Così finisce anche questa bella storia d’amore che ha legato Daniele De Rossi al popolo giallorosso. Una vita dedicata al calcio, a quei due colori che solo a parlarne gli illuminavano lo sguardo, un Capitano nato troppo tardi, o forse con la sventura di vivere all’ombra di un altro grande giocatore di nome Francesco Totti, ma che ha imparato a distinguersi, a mettersi in risalto silenziosamente e a ritagliarsi quel rispetto che solo in pochi riescono a conquistare. Un’icona, una guida per tifosi e compagni, quel leader capace di prendersi sulle spalle le gioie e i dolori di una squadra come la Roma e che, ha dovuto arrendersi a qualcosa più grande di lui.

L’orgoglio e la rettitudine a guidare il suo essere coerente a permettergli, seppur a malincuore, di rinunciare al disperato ripensamento del Presidente.

Lo sfogo ai tifosi, senza filtri, ma pur sempre in linea con lo stile De Rossi, la delusione e l’emozione nello spiegare, nel rendere figurabile un evento così incredibile da non riuscire a comprenderlo, tutta l’emozione e la delusione racchiusa in poche parole.

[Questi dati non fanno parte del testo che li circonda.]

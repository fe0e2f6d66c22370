// Copyright Exograph, Inc. All rights reserved.
//
// Use of this software is governed by the Business Source License
// included in the LICENSE file at the root of this repository.
//
// As of the Change Date specified in that file, in accordance with
// the Business Source License, use of this software will be governed
// by the Apache License, Version 2.0.

use std::collections::BTreeMap;

use decl_model::{
    artifact::{AnnotationInstance, ClassDescriptor},
    value::{AnnotationValue, TypeDescriptor},
};

use crate::error::ResolutionErrorKind;

/// An annotation with every declared element populated: explicit values from the annotated
/// member, and the annotation type's defaults for the rest.
#[derive(Debug, Clone, PartialEq)]
pub struct ResolvedAnnotation {
    annotation_type: TypeDescriptor,
    elements: Vec<String>,
    values: BTreeMap<String, AnnotationValue>,
}

impl ResolvedAnnotation {
    pub(crate) fn materialize(
        annotation_type: &ClassDescriptor,
        instance: &AnnotationInstance,
    ) -> Self {
        let mut elements = vec![];
        let mut values = BTreeMap::new();

        for element in annotation_type.elements() {
            elements.push(element.name.clone());

            let value = instance
                .values()
                .get(&element.name)
                .or(element.default_value.as_ref());
            if let Some(value) = value {
                values.insert(element.name.clone(), value.clone());
            }
        }

        for key in instance.values().keys() {
            if !elements.contains(key) {
                tracing::warn!(
                    "Ignoring value for `{}`, which `{}` does not declare",
                    key,
                    annotation_type.name
                );
            }
        }

        Self {
            annotation_type: annotation_type.descriptor(),
            elements,
            values,
        }
    }

    pub fn annotation_type(&self) -> &TypeDescriptor {
        &self.annotation_type
    }

    pub fn declares(&self, key: &str) -> bool {
        self.elements.iter().any(|e| e == key)
    }

    pub fn values(&self) -> &BTreeMap<String, AnnotationValue> {
        &self.values
    }

    /// The value of element `key`, as the element's accessor would return it.
    pub fn value(&self, key: &str) -> Result<&AnnotationValue, ResolutionErrorKind> {
        if !self.declares(key) {
            return Err(ResolutionErrorKind::UnknownParameter {
                annotation_type: self.annotation_type.name().to_string(),
                key: key.to_string(),
            });
        }

        self.values
            .get(key)
            .ok_or_else(|| ResolutionErrorKind::IncompleteAnnotation {
                annotation_type: self.annotation_type.name().to_string(),
                key: key.to_string(),
            })
    }
}

#[cfg(test)]
mod tests {
    use decl_model::artifact::{ClassKind, MethodDescriptor};

    use super::*;

    fn annotation_type() -> ClassDescriptor {
        ClassDescriptor::new("com.example.GenerateFactoryMethod", ClassKind::Annotation)
            .with_method(MethodDescriptor::element("name", None))
            .with_method(MethodDescriptor::element(
                "inline",
                Some(AnnotationValue::Boolean(false)),
            ))
            .with_method(MethodDescriptor::element("order", None))
    }

    #[test]
    fn explicit_values_override_defaults() {
        let instance = AnnotationInstance::new("com.example.GenerateFactoryMethod")
            .with_value("name", "create")
            .with_value("undeclared", 1);

        let resolved = ResolvedAnnotation::materialize(&annotation_type(), &instance);

        assert_eq!(resolved.value("name").unwrap(), &AnnotationValue::from("create"));
        assert_eq!(resolved.value("inline").unwrap(), &AnnotationValue::Boolean(false));
        assert!(!resolved.declares("undeclared"));
        assert!(matches!(
            resolved.value("undeclared"),
            Err(ResolutionErrorKind::UnknownParameter { .. })
        ));
        assert!(matches!(
            resolved.value("order"),
            Err(ResolutionErrorKind::IncompleteAnnotation { .. })
        ));
    }
}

Sempre a testa alta Daniè, e per sempre si potrà dire “Figli di Roma, Capitani e bandiere, questo il mio vanto che non potrai mai avere.”

 

Queste le parole usate dalla giornalista Laura Tarani, su mia gentile richiesta, per salutare il suo Capitan Futuro e permettere a me qualche riflessione. La società ha tutto il diritto di rinnovare un contratto o non farlo, di decidere le strategie per la squadra nel migliore modo possibile. Poi ci sono i modi, i rapporti con i media e la forza della società nei confronti dei propri tifosi. Se pensiamo alla Juventus, non ad Allegri, ci arriviamo dopo, ma al modo in cui negli anni hanno liquidato prima Baggio, poi Del Piero e infine Buffon. Ai tifosi juventini la società fa mandare giù pillole pazzesche senza colpo ferire, in quale altra città sarebbe potuto accadere che tre bandiere vengano vendute o abbandonate senza avere delle ripercussioni? L’unica risposta credibile è che alla Juventus si vince e pure tanto e soprattutto spesso, tutti gli anni, e quindi la società è talmente forte da poter prendere tutte le decisioni che pensa possano portare all’unico obiettivo che conta, la vittoria. Cosa non da poco, a Roma, sponda giallorossa, non si vince un trofeo che sia uno da una vita, si è vissuto per anni di secondi posti, di buone Champions League ma, di trofei e vittorie, zero. In questo momento conta più De Rossi che una società che ha il numero 1 a Boston e il numero 2 a Londra, chi comanda a Trigoria, chi si doveva rapportare con De Rossi per decidere insieme? Totti sembra un cartonato, non si capisce cosa rappresenti nella società Roma, è possibile che non sia stato nemmeno in grado di mediare un incontro tra De Rossi e la società? Le dichiarazioni di Totti post conferenza stampa di De Rossi sono strane da capire, come se lui fosse in un altro continente e non nello stesso stabile dove si è deciso di non convocare mai De Rossi per parlare di contratto, sono quelle cose in cui si capisce che Totti, cosi come Zanetti per l’Inter, siano lì solo per rappresentanza, solo per la facciata, altrimenti certe cose si fatica a capirle, fermo restando che la società Roma ha tutto il diritto di non rinnovare il contratto di De Rossi, purtroppo il problema è che il tutto si svolge a Roma e non a Torino.

 

Allegri licenziato, punto. Tutto il resto poi è contorno, buono per i tifosi che amano Allegri, per quelli che lo contestano da cinque anni, per i giornalisti che hanno preso parte alla conferenza “cuore” stampa, per Nedved-Paratici che fanno finta di stare dall’altra parte del Presidente, del Presidente Agnelli stesso che dona la maglia celebrativa ad Allegri con una faccia da funerale sapendo però che lui stesso ha firmato il licenziamento. In una società normale un Presidente che non vuole cacciare un allenatore non lo caccia. Di sicuro c’è che hanno migliorato i modi, qualche critica con Buffon lo scorso anno c’è stata, stavolta è stato tutto organizzato alla perfezione, alla fine tutti felici aspettando il nome del nuovo allenatore che sarà chiamato soprattutto per cercare di portare a casa quella famigerata Champions tanta agognata.